*Supplied entries*.

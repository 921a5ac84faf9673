//! Tombamento handlers

use super::body_or_default;
use crate::error::ApiError;
use crate::AppState;
use axum::{
    extract::{rejection::JsonRejection, Path, State},
    http::StatusCode,
    Json,
};
use tombamento_types::{StatusUpdate, Tombamento, TombamentoUpsert};

/// `DELETE /tombamentos/all` clears the collection instead of looking up a code
pub const CLEAR_ALL: &str = "all";

pub async fn list(State(state): State<AppState>) -> Json<Vec<Tombamento>> {
    Json(state.registry.list_tombamentos().await)
}

pub async fn get(
    State(state): State<AppState>,
    Path(code): Path<String>,
) -> Result<Json<Tombamento>, ApiError> {
    state
        .registry
        .tombamento(&code)
        .await
        .map(Json)
        .ok_or(ApiError::TombamentoNotFound)
}

pub async fn upsert(
    State(state): State<AppState>,
    payload: Result<Json<TombamentoUpsert>, JsonRejection>,
) -> Result<(StatusCode, Json<Tombamento>), ApiError> {
    let req = body_or_default(payload)?;
    let tombamento = req.into_record()?;

    let saved = state.registry.upsert_tombamento(tombamento).await;
    Ok((StatusCode::CREATED, Json(saved)))
}

pub async fn update(
    State(state): State<AppState>,
    Path(code): Path<String>,
    payload: Result<Json<StatusUpdate>, JsonRejection>,
) -> Result<Json<Tombamento>, ApiError> {
    let req = body_or_default(payload)?;

    state
        .registry
        .update_status(&code, req.status())
        .await
        .map(Json)
        .ok_or(ApiError::TombamentoNotFound)
}

pub async fn delete(
    State(state): State<AppState>,
    Path(code): Path<String>,
) -> Result<StatusCode, ApiError> {
    if code == CLEAR_ALL {
        state.registry.clear_tombamentos().await;
        return Ok(StatusCode::NO_CONTENT);
    }

    if state.registry.remove_tombamento(&code).await {
        Ok(StatusCode::NO_CONTENT)
    } else {
        Err(ApiError::TombamentoNotFound)
    }
}
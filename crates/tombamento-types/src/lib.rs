//! Tombamento Types - Pure type definitions
//!
//! Records, the store aggregate and the HTTP response shapes shared by the
//! server and its tests. Nothing in here touches the filesystem or an async
//! runtime.

pub mod api;
pub mod detalhe;
pub mod error;
pub mod store;
pub mod tombamento;

pub use api::*;
pub use detalhe::*;
pub use error::*;
pub use store::*;
pub use tombamento::*;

*Exercise*. How many lines in the records hold the string "async"? The number alone is the answer.

*Answer box*. 6